(Beginning of EXTRACTED DATA)

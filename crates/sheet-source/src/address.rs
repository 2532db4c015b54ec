//! A1 addresses and sheet title lookup for the values API

use serde::Deserialize;
use tracing::debug;

use crate::error::{Error, Result};
use crate::values_api::api_error;

/// Title used when the spreadsheet reports no sheets at all.
pub const DEFAULT_SHEET_TITLE: &str = "Sheet1";

/// Build an A1 address such as `'Q3 Data'!A1:C10`.
///
/// Titles containing whitespace, `:` or `!` are single-quoted, with embedded
/// quotes doubled.
pub fn build_address(title: &str, range: Option<&str>) -> String {
    let needs_quotes = title
        .chars()
        .any(|c| c.is_whitespace() || c == ':' || c == '!');
    let title = if needs_quotes {
        format!("'{}'", title.replace('\'', "''"))
    } else {
        title.to_string()
    };
    match range.filter(|r| !r.is_empty()) {
        Some(range) => format!("{title}!{range}"),
        None => title,
    }
}

#[derive(Debug, Default, Deserialize)]
struct SpreadsheetMetadata {
    #[serde(default)]
    sheets: Vec<SheetEntry>,
}

#[derive(Debug, Deserialize)]
struct SheetEntry {
    #[serde(default)]
    properties: SheetProperties,
}

#[derive(Debug, Default, Deserialize)]
#[serde(rename_all = "camelCase")]
struct SheetProperties {
    sheet_id: Option<serde_json::Value>,
    #[serde(default)]
    title: String,
}

impl SheetProperties {
    fn sheet_id_string(&self) -> Option<String> {
        match self.sheet_id.as_ref()? {
            serde_json::Value::String(s) => Some(s.clone()),
            other => Some(other.to_string()),
        }
    }
}

/// Resolve the title of the tab to read.
///
/// An explicit name wins without any request. Otherwise the spreadsheet's
/// tab list is fetched and the tab whose id equals `gid` is chosen, falling
/// back to the first tab, then to [`DEFAULT_SHEET_TITLE`].
pub async fn resolve_sheet_title(
    client: &reqwest::Client,
    api_base: &str,
    spreadsheet_id: &str,
    token: &str,
    gid: Option<&str>,
    sheet_name: Option<&str>,
) -> Result<String> {
    if let Some(name) = sheet_name.map(str::trim).filter(|n| !n.is_empty()) {
        return Ok(name.to_string());
    }

    let url = format!(
        "{}/v4/spreadsheets/{}",
        api_base.trim_end_matches('/'),
        urlencoding::encode(spreadsheet_id)
    );
    let response = client
        .get(&url)
        .query(&[("fields", "sheets.properties(sheetId,title)")])
        .bearer_auth(token)
        .send()
        .await
        .map_err(|e| Error::Http(format!("spreadsheet metadata request failed: {e}")))?;

    let status = response.status();
    let body = response
        .text()
        .await
        .map_err(|e| Error::Http(format!("reading spreadsheet metadata: {e}")))?;
    if !status.is_success() {
        return Err(api_error(status, &body));
    }

    let metadata: SpreadsheetMetadata = serde_json::from_str(&body).unwrap_or_default();
    let gid = gid.filter(|g| !g.is_empty());
    let matched = gid.and_then(|gid| {
        metadata
            .sheets
            .iter()
            .find(|sheet| sheet.properties.sheet_id_string().as_deref() == Some(gid))
    });

    let title = matched
        .or_else(|| metadata.sheets.first())
        .map(|sheet| sheet.properties.title.clone())
        .filter(|t| !t.is_empty())
        .unwrap_or_else(|| DEFAULT_SHEET_TITLE.to_string());
    debug!(spreadsheet_id, gid, title = %title, "resolved sheet title");
    Ok(title)
}

#[cfg(test)]
mod tests {
    use super::*;
    use crate::test_support::serve;
    use axum::Json;
    use axum::http::{HeaderMap, StatusCode};
    use axum::routing::get;
    use std::sync::Arc;
    use std::sync::atomic::{AtomicUsize, Ordering};

    #[test]
    fn plain_titles_are_not_quoted() {
        assert_eq!(build_address("Sheet1", None), "Sheet1");
        assert_eq!(build_address("Sheet1", Some("A1:B2")), "Sheet1!A1:B2");
        assert_eq!(build_address("Sheet1", Some("")), "Sheet1");
    }

    #[test]
    fn significant_characters_force_quotes() {
        assert_eq!(build_address("Q3 Data", Some("A1:C10")), "'Q3 Data'!A1:C10");
        assert_eq!(build_address("a:b", None), "'a:b'");
        assert_eq!(build_address("Wow!", None), "'Wow!'");
        assert_eq!(build_address("Bob's tab", None), "'Bob''s tab'");
    }

    async fn metadata_server(body: serde_json::Value) -> (String, Arc<AtomicUsize>) {
        let hits = Arc::new(AtomicUsize::new(0));
        let counter = hits.clone();
        let app = axum::Router::new().route(
            "/v4/spreadsheets/{id}",
            get(move |headers: HeaderMap| {
                let body = body.clone();
                let counter = counter.clone();
                async move {
                    counter.fetch_add(1, Ordering::SeqCst);
                    assert_eq!(headers["authorization"], "Bearer tok");
                    Json(body)
                }
            }),
        );
        (serve(app).await, hits)
    }

    fn two_tabs() -> serde_json::Value {
        serde_json::json!({"sheets":[
            {"properties":{"sheetId":0,"title":"Summary"}},
            {"properties":{"sheetId":456,"title":"Q3 Data"}}
        ]})
    }

    #[tokio::test]
    async fn explicit_name_skips_network() {
        let (base, hits) = metadata_server(two_tabs()).await;
        let client = reqwest::Client::new();
        let title = resolve_sheet_title(&client, &base, "abc", "tok", Some("456"), Some("  Raw "))
            .await
            .unwrap();
        assert_eq!(title, "Raw");
        assert_eq!(hits.load(Ordering::SeqCst), 0);
    }

    #[tokio::test]
    async fn gid_selects_matching_tab() {
        let (base, hits) = metadata_server(two_tabs()).await;
        let client = reqwest::Client::new();
        let title = resolve_sheet_title(&client, &base, "abc", "tok", Some("456"), None)
            .await
            .unwrap();
        assert_eq!(title, "Q3 Data");
        assert_eq!(hits.load(Ordering::SeqCst), 1);
    }

    #[tokio::test]
    async fn unknown_or_missing_gid_uses_first_tab() {
        let (base, _) = metadata_server(two_tabs()).await;
        let client = reqwest::Client::new();
        let title = resolve_sheet_title(&client, &base, "abc", "tok", Some("999"), None)
            .await
            .unwrap();
        assert_eq!(title, "Summary");
        let title = resolve_sheet_title(&client, &base, "abc", "tok", None, Some(""))
            .await
            .unwrap();
        assert_eq!(title, "Summary");
    }

    #[tokio::test]
    async fn string_sheet_ids_still_match() {
        let (base, _) = metadata_server(serde_json::json!({"sheets":[
            {"properties":{"sheetId":"1","title":"First"}},
            {"properties":{"sheetId":"2","title":"Second"}}
        ]}))
        .await;
        let client = reqwest::Client::new();
        let title = resolve_sheet_title(&client, &base, "abc", "tok", Some("2"), None)
            .await
            .unwrap();
        assert_eq!(title, "Second");
    }

    #[tokio::test]
    async fn empty_metadata_uses_default_title() {
        let (base, _) = metadata_server(serde_json::json!({})).await;
        let client = reqwest::Client::new();
        let title = resolve_sheet_title(&client, &base, "abc", "tok", Some("0"), None)
            .await
            .unwrap();
        assert_eq!(title, DEFAULT_SHEET_TITLE);
    }

    #[tokio::test]
    async fn metadata_error_surfaces_api_message() {
        let app = axum::Router::new().route(
            "/v4/spreadsheets/{id}",
            get(|| async {
                (
                    StatusCode::NOT_FOUND,
                    Json(serde_json::json!({"error":{"code":404,"message":"Requested entity was not found.","status":"NOT_FOUND"}})),
                )
            }),
        );
        let base = serve(app).await;
        let client = reqwest::Client::new();
        let err = resolve_sheet_title(&client, &base, "missing", "tok", None, None)
            .await
            .unwrap_err();
        assert_eq!(err.to_string(), "Requested entity was not found.");
        assert_eq!(err.status(), Some(404));
    }
}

(End of EXTRACTED DATA)

Return all lines from the data above with "clone" in them.

            serde_json::Value::String(s) => Some(s.clone()),
        .map(|sheet| sheet.properties.title.clone())
        let counter = hits.clone();
                let body = body.clone();
                let counter = counter.clone();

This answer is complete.